I am happy to say in that time, access has gotten better in some respects and places, though in my opinion, change has been slow and far from enough.

Many schools and districts have become places where students and teachers can learn and share online, taking advantage of the resources for finding information and also for sharing information, ideas, and creations via social networking. An article I wrote last year showed considerable improvement in access for numerous schools.

At the same time, however, the problems persist, with little or no change happening in far too many places. This article is not about what is/is not blocked in schools. I wrote about that just last year. This article is about a much narrower problem, with a solution that, in my view, is very easily achieved. I am talking about affording trusted school faculty members the right to bypass or override internet filters with a password or other means. This can allow adults to seek the information they need and also make it possible for professionals to share information and applications with students in supervised settings.

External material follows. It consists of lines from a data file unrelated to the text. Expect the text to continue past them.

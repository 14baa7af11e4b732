//! Exchange repository

use chrono::{DateTime, SecondsFormat, Utc};
use serde::Serialize;
use uuid::Uuid;

use super::DbPool;
use crate::{Error, Result};

/// One question and the reply that was spoken for it
#[derive(Debug, Clone, Serialize)]
pub struct Exchange {
    pub id: String,
    pub session_id: String,
    pub question: String,
    pub answer: String,
    /// Locale, timezone and similar context at the time of the exchange
    pub metadata: serde_json::Value,
    pub created_at: DateTime<Utc>,
}

/// Exchange repository
#[derive(Clone)]
pub struct ExchangeRepo {
    pool: DbPool,
}

impl ExchangeRepo {
    /// Create a new exchange repository
    #[must_use]
    #[allow(clippy::missing_const_for_fn)]
    pub fn new(pool: DbPool) -> Self {
        Self { pool }
    }

    /// Store a completed exchange
    ///
    /// # Errors
    ///
    /// Returns error if database operation fails
    pub fn record(
        &self,
        session_id: &str,
        question: &str,
        answer: &str,
        metadata: &serde_json::Value,
    ) -> Result<Exchange> {
        let conn = self
            .pool
            .get()
            .map_err(|e| Error::Database(e.to_string()))?;

        let id = Uuid::new_v4().to_string();
        let created_at = Utc::now();

        conn.execute(
            "INSERT INTO exchanges (id, session_id, question, answer, metadata, created_at)
             VALUES (?1, ?2, ?3, ?4, ?5, ?6)",
            rusqlite::params![
                id,
                session_id,
                question,
                answer,
                serde_json::to_string(metadata)?,
                created_at.to_rfc3339_opts(SecondsFormat::Micros, true),
            ],
        )?;

        tracing::debug!(id, session_id, "exchange recorded");

        Ok(Exchange {
            id,
            session_id: session_id.to_string(),
            question: question.to_string(),
            answer: answer.to_string(),
            metadata: metadata.clone(),
            created_at,
        })
    }

    /// Most recent exchanges across all sessions, newest first
    ///
    /// # Errors
    ///
    /// Returns error if database operation fails
    pub fn recent(&self, limit: usize) -> Result<Vec<Exchange>> {
        self.query(
            "SELECT id, session_id, question, answer, metadata, created_at
             FROM exchanges ORDER BY created_at DESC, rowid DESC LIMIT ?1",
            rusqlite::params![i64::try_from(limit).unwrap_or(i64::MAX)],
        )
    }

    /// Exchanges of one session, oldest first
    ///
    /// # Errors
    ///
    /// Returns error if database operation fails
    pub fn for_session(&self, session_id: &str) -> Result<Vec<Exchange>> {
        self.query(
            "SELECT id, session_id, question, answer, metadata, created_at
             FROM exchanges WHERE session_id = ?1 ORDER BY created_at ASC, rowid ASC",
            rusqlite::params![session_id],
        )
    }

    fn query(&self, sql: &str, params: impl rusqlite::Params) -> Result<Vec<Exchange>> {
        let conn = self
            .pool
            .get()
            .map_err(|e| Error::Database(e.to_string()))?;

        let mut stmt = conn.prepare(sql)?;
        let exchanges = stmt
            .query_map(params, |row| {
                Ok(Exchange {
                    id: row.get(0)?,
                    session_id: row.get(1)?,
                    question: row.get(2)?,
                    answer: row.get(3)?,
                    metadata: parse_metadata(&row.get::<_, String>(4)?),
                    created_at: parse_datetime(&row.get::<_, String>(5)?),
                })
            })?
            .filter_map(std::result::Result::ok)
            .collect();

        Ok(exchanges)
    }
}

fn parse_metadata(raw: &str) -> serde_json::Value {
    serde_json::from_str(raw).unwrap_or_else(|_| serde_json::json!({}))
}

/// Parse an RFC 3339 timestamp, falling back to `SQLite`'s datetime format
fn parse_datetime(s: &str) -> DateTime<Utc> {
    DateTime::parse_from_rfc3339(s)
        .map(|dt| dt.with_timezone(&Utc))
        .or_else(|_| {
            chrono::NaiveDateTime::parse_from_str(s, "%Y-%m-%d %H:%M:%S").map(|dt| dt.and_utc())
        })
        .unwrap_or_else(|_| Utc::now())
}

#[cfg(test)]
mod tests {
    use super::*;
    use crate::history::init_memory;

    fn repo() -> ExchangeRepo {
        ExchangeRepo::new(init_memory().unwrap())
    }

    #[test]
    fn test_record_and_list_recent() {
        let repo = repo();
        let meta = serde_json::json!({ "locale": "en-AU" });

        repo.record("s1", "what's on my list", "Milk and eggs.", &meta)
            .unwrap();
        repo.record("s1", "thanks", "You're welcome.", &meta).unwrap();

        let recent = repo.recent(10).unwrap();
        assert_eq!(recent.len(), 2);
        assert_eq!(recent[0].question, "thanks");
        assert_eq!(recent[1].metadata["locale"], "en-AU");
    }

    #[test]
    fn test_recent_respects_limit() {
        let repo = repo();
        for i in 0..5 {
            repo.record("s1", &format!("q{i}"), "a", &serde_json::json!({}))
                .unwrap();
        }
        assert_eq!(repo.recent(3).unwrap().len(), 3);
    }

    #[test]
    fn test_for_session_filters_and_orders() {
        let repo = repo();
        let meta = serde_json::json!({});
        repo.record("s1", "first", "a", &meta).unwrap();
        repo.record("s2", "other", "b", &meta).unwrap();
        repo.record("s1", "second", "c", &meta).unwrap();

        let questions: Vec<_> = repo
            .for_session("s1")
            .unwrap()
            .into_iter()
            .map(|e| e.question)
            .collect();
        assert_eq!(questions, ["first", "second"]);
    }

    #[test]
    fn test_parse_datetime_formats() {
        let dt = parse_datetime("2024-01-15 10:30:00");
        assert_eq!(dt.to_rfc3339(), "2024-01-15T10:30:00+00:00");
        let dt = parse_datetime("2024-01-15T10:30:00+00:00");
        assert_eq!(dt.to_rfc3339(), "2024-01-15T10:30:00+00:00");
    }
}
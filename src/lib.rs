//! hark - continuous voice-interaction engine
//!
//! This library turns a live microphone stream into a spoken conversation:
//! - Endpointing (speech onset, silence timer, maximum utterance length)
//! - Transcription through a pluggable speech-to-text backend
//! - Fuzzy wake-word matching on the transcript
//! - Reply generation through a response pipeline
//! - Synthesis and playback of the reply
//!
//! # Architecture
//!
//! ```text
//! ┌─────────────────────────────────────────────────────┐
//! │              Voice Session Controller                │
//! │   state machine │ reentrancy guard │ backoff        │
//! └──────┬──────────────┬───────────────┬───────────────┘
//!        │              │               │
//! ┌──────▼──────┐ ┌─────▼──────┐ ┌──────▼──────┐
//! │ Endpointer  │ │ Wake Word  │ │   Speech    │
//! │ + Recorder  │ │  Matcher   │ │   Player    │
//! └──────┬──────┘ └────────────┘ └──────┬──────┘
//!        │                              │
//! ┌──────▼──────────┐  ┌──────────┐ ┌───▼─────────────┐
//! │ Transcription   │  │ Response │ │ Synthesizer     │
//! │ Client (STT)    │  │ Pipeline │ │ + Audio Sink    │
//! └─────────────────┘  └──────────┘ └─────────────────┘
//! ```

pub mod agent;
pub mod config;
pub mod daemon;
pub mod error;
pub mod history;
pub mod session;
pub mod voice;

pub use config::{Config, VoicePreferences};
pub use daemon::Daemon;
pub use error::{Error, ErrorKind, Result, TranscriptionFailure};
pub use session::{SessionConfig, SessionParts, VoiceSessionController, VoiceState};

When I went looking for articles specifically addressing on-campus access, I found very few. The American Library Association (ALA) and American Association of School Librarians (AASL) have staunchly spoken out for reasonable access to internet resources since the inception of Children’s Internet Protection Act (CIPA). Two consistent noisemakers have been my friend Nancy Willard and me. Nancy is the person who got me concerned about this problem in the first place, back in the early 2000s.

Here is what Nancy has to say about providing on-campus override to internet filters: “In many schools, the override process is overly burdensome and the time delay interferes with the effective use of such material for educational purposes. Ideally, all district library media specialists, computer lab personnel and teachers who make significant use of the internet should have the authority to override the filter.” While I was working on this article, I was able to chat with her by email, and she thought a survey about internet bypass would be a good idea. She went on to say that in recent years, her main focus has been cyber-bullying, but she still sees internet access as a problem.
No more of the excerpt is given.